No mundo ocidental em que nos movemos, os grupos de crentes que, de facto, são adeptos do monoteísmo, são o Judaísmo e o Islão, que sendo primos entre si, como certos números, se guerreiam para se auto-justificar como herdeiros e seguidores fieis das Sagradas Escrituras, concretamente do Antigo Testamento. Ambas religiões são fieis dos profetas e outros homens merecedores de serem recordados, mas o poder total, absoluto, está no seu Jeová ou Alá, que obviamente são ambas a mesma entidade.(1)

Dentro da evolução das teologias temos o Cristianismo, com uma doutrina e umas regras que todos os ocidentais “cristãos” seguimos, uns mais rigorosamente e outros só quando lhes calha a jeito. E dentro deste grande grupo de gentes surgiu o Protestantismo de Martinho Lutero, cuja principal diferença com os Católico Apostólico Romanos é a de não obedecer o Papa de Roma como autoridade gestora e orientadora. Noutro patamar está o de reduzirem o número de entes merecedores de ser referentes.

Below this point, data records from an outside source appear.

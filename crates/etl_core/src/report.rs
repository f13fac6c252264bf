//! Report families, reporting periods and the object keys they live under.

use std::fmt;
use std::sync::LazyLock;

use regex::Regex;

static EGRESOS_FILE: LazyLock<Regex> =
    LazyLock::new(|| build_file_pattern(Dataset::EgresosDetallado.file_stem()));
static INGRESOS_FILE: LazyLock<Regex> =
    LazyLock::new(|| build_file_pattern(Dataset::IngresosDetallado.file_stem()));
static BALANCE_FILE: LazyLock<Regex> =
    LazyLock::new(|| build_file_pattern(Dataset::BalancePresupuestario.file_stem()));

fn build_file_pattern(stem: &str) -> Regex {
    let pattern = format!(r"^{}([1-4]T)(\d{{4}})\.xlsx", regex::escape(stem));
    Regex::new(&pattern).expect("report file pattern is a valid regex")
}

#[derive(Debug, Clone, Copy, PartialEq, Eq, Hash)]
pub enum Dataset {
    EgresosDetallado,
    IngresosDetallado,
    BalancePresupuestario,
}

impl Dataset {
    pub fn label(self) -> &'static str {
        match self {
            Self::EgresosDetallado => "Egresos Detallado",
            Self::IngresosDetallado => "Ingresos Detallado",
            Self::BalancePresupuestario => "Balance Presupuestario",
        }
    }

    pub fn object_prefix(self) -> &'static str {
        match self {
            Self::EgresosDetallado => "finanzas/Egresos_Detallado/raw/",
            Self::IngresosDetallado => "finanzas/Ingresos_Detallado/raw/",
            Self::BalancePresupuestario => "finanzas/Balance_Presupuestario/raw/",
        }
    }

    fn file_stem(self) -> &'static str {
        match self {
            Self::EgresosDetallado => "F6_a_EAPED_Clas_Obj_Gas_LDF_",
            Self::IngresosDetallado => "F5_Edo_Ana_Ing_Det_LDF_",
            Self::BalancePresupuestario => "F4_Balance_Presupuestario_LDF_",
        }
    }

    pub fn sheet_name(self) -> &'static str {
        match self {
            Self::EgresosDetallado => "F6a COG",
            Self::IngresosDetallado => "F5 EAI",
            Self::BalancePresupuestario => "F4 BAP",
        }
    }

    pub fn table_name(self) -> &'static str {
        match self {
            Self::EgresosDetallado => "nuevo_leon_egresos_detallado",
            Self::IngresosDetallado => "nuevo_leon_ingresos_detallado",
            Self::BalancePresupuestario => "nuevo_leon_balance_presupuestario",
        }
    }

    fn file_pattern(self) -> &'static Regex {
        match self {
            Self::EgresosDetallado => &*EGRESOS_FILE,
            Self::IngresosDetallado => &*INGRESOS_FILE,
            Self::BalancePresupuestario => &*BALANCE_FILE,
        }
    }
}

#[derive(Debug, Clone, Copy, PartialEq, Eq, PartialOrd, Ord, Hash)]
pub enum Quarter {
    Q1,
    Q2,
    Q3,
    Q4,
}

impl Quarter {
    /// Quarter code used inside published file names (`1T`..`4T`).
    pub fn file_code(self) -> &'static str {
        match self {
            Self::Q1 => "1T",
            Self::Q2 => "2T",
            Self::Q3 => "3T",
            Self::Q4 => "4T",
        }
    }

    pub fn from_file_code(code: &str) -> Option<Self> {
        match code {
            "1T" => Some(Self::Q1),
            "2T" => Some(Self::Q2),
            "3T" => Some(Self::Q3),
            "4T" => Some(Self::Q4),
            _ => None,
        }
    }

    pub fn as_str(self) -> &'static str {
        match self {
            Self::Q1 => "Q1",
            Self::Q2 => "Q2",
            Self::Q3 => "Q3",
            Self::Q4 => "Q4",
        }
    }
}

impl fmt::Display for Quarter {
    fn fmt(&self, f: &mut fmt::Formatter<'_>) -> fmt::Result {
        f.write_str(self.as_str())
    }
}

/// Ordering is by year, then quarter.
#[derive(Debug, Clone, Copy, PartialEq, Eq, PartialOrd, Ord, Hash)]
pub struct ReportPeriod {
    pub year: u16,
    pub quarter: Quarter,
}

impl ReportPeriod {
    pub fn new(year: u16, quarter: Quarter) -> Self {
        Self { year, quarter }
    }
}

impl fmt::Display for ReportPeriod {
    fn fmt(&self, f: &mut fmt::Formatter<'_>) -> fmt::Result {
        write!(f, "year={}, quarter={}", self.year, self.quarter)
    }
}

pub fn file_name(dataset: Dataset, period: ReportPeriod) -> String {
    format!(
        "{}{}{}.xlsx",
        dataset.file_stem(),
        period.quarter.file_code(),
        period.year
    )
}

pub fn object_key(dataset: Dataset, period: ReportPeriod) -> String {
    format!("{}{}", dataset.object_prefix(), file_name(dataset, period))
}

pub fn object_location(bucket: &str, key: &str) -> String {
    format!("s3://{bucket}/{key}")
}

/// Parses the base name of `key` against the dataset's file pattern.
pub fn parse_object_key(dataset: Dataset, key: &str) -> Option<ReportPeriod> {
    let base_name = key.rsplit('/').next().unwrap_or(key);
    let captures = dataset.file_pattern().captures(base_name)?;
    let quarter = Quarter::from_file_code(&captures[1])?;
    let year = captures[2].parse::<u16>().ok()?;
    Some(ReportPeriod::new(year, quarter))
}

pub fn discover_periods<'a>(
    dataset: Dataset,
    keys: impl IntoIterator<Item = &'a str>,
) -> Vec<ReportPeriod> {
    let mut periods: Vec<ReportPeriod> = keys
        .into_iter()
        .filter_map(|key| parse_object_key(dataset, key))
        .collect();
    periods.sort_unstable();
    periods.dedup();
    periods
}

pub fn latest_period<'a>(
    dataset: Dataset,
    keys: impl IntoIterator<Item = &'a str>,
) -> Option<ReportPeriod> {
    keys.into_iter()
        .filter_map(|key| parse_object_key(dataset, key))
        .max()
}

#[cfg(test)]
mod tests {
    use super::*;

    #[test]
    fn builds_egresos_object_key() {
        let key = object_key(
            Dataset::EgresosDetallado,
            ReportPeriod::new(2025, Quarter::Q3),
        );
        assert_eq!(
            key,
            "finanzas/Egresos_Detallado/raw/F6_a_EAPED_Clas_Obj_Gas_LDF_3T2025.xlsx"
        );
    }

    #[test]
    fn parses_key_from_nested_prefix() {
        let period = parse_object_key(
            Dataset::BalancePresupuestario,
            "finanzas/Balance_Presupuestario/raw/F4_Balance_Presupuestario_LDF_4T2020.xlsx",
        );
        assert_eq!(period, Some(ReportPeriod::new(2020, Quarter::Q4)));
    }

    #[test]
    fn ignores_other_dataset_and_bad_quarters() {
        assert_eq!(
            parse_object_key(
                Dataset::IngresosDetallado,
                "finanzas/Ingresos_Detallado/raw/F6_a_EAPED_Clas_Obj_Gas_LDF_1T2024.xlsx"
            ),
            None
        );
        assert_eq!(
            parse_object_key(
                Dataset::IngresosDetallado,
                "F5_Edo_Ana_Ing_Det_LDF_5T2024.xlsx"
            ),
            None
        );
        assert_eq!(
            parse_object_key(
                Dataset::IngresosDetallado,
                "copy_F5_Edo_Ana_Ing_Det_LDF_1T2024.xlsx"
            ),
            None
        );
    }

    #[test]
    fn latest_period_prefers_year_then_quarter() {
        let keys = [
            "finanzas/Egresos_Detallado/raw/F6_a_EAPED_Clas_Obj_Gas_LDF_4T2023.xlsx",
            "finanzas/Egresos_Detallado/raw/F6_a_EAPED_Clas_Obj_Gas_LDF_1T2024.xlsx",
            "finanzas/Egresos_Detallado/raw/F6_a_EAPED_Clas_Obj_Gas_LDF_2T2024.xlsx",
            "finanzas/Egresos_Detallado/raw/notes.txt",
        ];
        assert_eq!(
            latest_period(Dataset::EgresosDetallado, keys),
            Some(ReportPeriod::new(2024, Quarter::Q2))
        );
    }

    #[test]
    fn discover_periods_sorts_and_deduplicates() {
        let keys = [
            "raw/F5_Edo_Ana_Ing_Det_LDF_2T2022.xlsx",
            "raw/F5_Edo_Ana_Ing_Det_LDF_1T2021.xlsx",
            "archive/F5_Edo_Ana_Ing_Det_LDF_2T2022.xlsx",
        ];
        assert_eq!(
            discover_periods(Dataset::IngresosDetallado, keys),
            vec![
                ReportPeriod::new(2021, Quarter::Q1),
                ReportPeriod::new(2022, Quarter::Q2),
            ]
        );
    }

    #[test]
    fn latest_period_is_none_without_matches() {
        assert_eq!(latest_period(Dataset::BalancePresupuestario, std::iter::empty()), None);
    }

    #[test]
    fn file_patterns_are_compiled_once_per_dataset() {
        let first = Dataset::IngresosDetallado.file_pattern();
        let second = Dataset::IngresosDetallado.file_pattern();
        assert!(std::ptr::eq(first, second));
        assert!(!std::ptr::eq(first, Dataset::EgresosDetallado.file_pattern()));
        assert!(first.is_match("F5_Edo_Ana_Ing_Det_LDF_3T2024.xlsx"));
    }
}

O protestantismo abdicou de uma longa série de personagens de referência, muitas vezes totalmente míticas, mas que os fieis invocam tal como os romanos faziam com os seus deuses, num politeísmo fundamentalmente idêntico, até porque a muitos Santos, Santas e Santinhos, Beatos, Anjos, Arcanjos, e outros em ininterrupta incorporação, a todos eles lhes são atribuídas capacidades de nos favorecer, seja directamente (?) ou como intermediários (?) para outras entidades em degraus mais elevados no poder celestial.

E assim chegamos ao ponto em que cada um, se teve a paciência de ler o que já sabia, pode, com a mão sobre onde se aloja o coração, opinar se somos, apreciados em conjunto, monoteístas, politeístas ou mesmo idolatras.

Porque insisto em meditar sobre este assunto, que para mim não passa de ser como a famosa lana caprina? Sinceramente não sei, parece uma obsessão. Mas não há dia em que, seja em livros, jornais ou programas da TV não me surja uma incitação para remoer numa coisa que não vale a pena perder tempo e menos de aquecer a mioleira. E a forma de descarregar é escrevendo...

(1) Friamente, neste século XXI, não nos parece absurdo, inconcebível, inaceitável, que duas concepções de religião com os mesmo alicerces sejam a base de uma incompatibilidade a nível factual, universal?